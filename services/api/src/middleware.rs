//! Session authentication and rate limiting middleware

use axum::{
    body::Body,
    extract::{ConnectInfo, State},
    http::{HeaderName, HeaderValue, Request},
    middleware::Next,
    response::Response,
};
use axum_extra::{TypedHeader, headers};
use std::net::SocketAddr;
use tracing::{debug, warn};

use crate::{error::ApiError, state::AppState};

static X_SESSION_ID: HeaderName = HeaderName::from_static("x-session-id");

/// The `X-Session-Id` header carrying the admin session token
#[derive(Debug, Clone, PartialEq, Eq)]
pub struct SessionId(pub String);

impl headers::Header for SessionId {
    fn name() -> &'static HeaderName {
        &X_SESSION_ID
    }

    fn decode<'i, I>(values: &mut I) -> Result<Self, headers::Error>
    where
        I: Iterator<Item = &'i HeaderValue>,
    {
        let value = values
            .next()
            .and_then(|value| value.to_str().ok())
            .map(str::trim)
            .filter(|value| !value.is_empty())
            .ok_or_else(headers::Error::invalid)?;

        Ok(SessionId(value.to_string()))
    }

    fn encode<E: Extend<HeaderValue>>(&self, values: &mut E) {
        if let Ok(value) = HeaderValue::from_str(&self.0) {
            values.extend(std::iter::once(value));
        }
    }
}

/// Reject requests without a live admin session.
///
/// The session is inserted into the request extensions for handlers.
pub async fn auth_middleware(
    State(state): State<AppState>,
    session_id: Option<TypedHeader<SessionId>>,
    mut req: Request<Body>,
    next: Next,
) -> Result<Response, ApiError> {
    let TypedHeader(SessionId(session_id)) = session_id.ok_or(ApiError::Unauthorized)?;

    let session = state
        .sessions
        .authenticate(&session_id)
        .await
        .ok_or(ApiError::Unauthorized)?;

    req.extensions_mut().insert(session);

    Ok(next.run(req).await)
}

/// Apply the fixed-window limit per client
pub async fn rate_limit_middleware(
    State(state): State<AppState>,
    req: Request<Body>,
    next: Next,
) -> Result<Response, ApiError> {
    let key = client_key(&req);

    if !state.rate_limiter.is_allowed(&key).await {
        let config = state.rate_limiter.config();
        warn!(
            "Rejecting {} {} from {}: over {} requests per {}s",
            req.method(),
            req.uri().path(),
            key,
            config.max_requests,
            config.window_seconds
        );
        return Err(ApiError::TooManyRequests);
    }

    debug!("Rate limit check passed for {}", key);
    Ok(next.run(req).await)
}

/// First `X-Forwarded-For` hop, else the peer address, else `unknown`
pub fn client_key<B>(req: &Request<B>) -> String {
    let forwarded = req
        .headers()
        .get("x-forwarded-for")
        .and_then(|value| value.to_str().ok())
        .and_then(|value| value.split(',').next())
        .map(str::trim)
        .filter(|hop| !hop.is_empty());

    if let Some(hop) = forwarded {
        return hop.to_string();
    }

    req.extensions()
        .get::<ConnectInfo<SocketAddr>>()
        .map(|ConnectInfo(addr)| addr.ip().to_string())
        .unwrap_or_else(|| "unknown".to_string())
}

· · · ·

**WORK INSTRUCTION:**
Count the lines in the records above that contain the word "HeaderValue", and give only that number.

**ANSWER TO THIS PROBLEM:**
4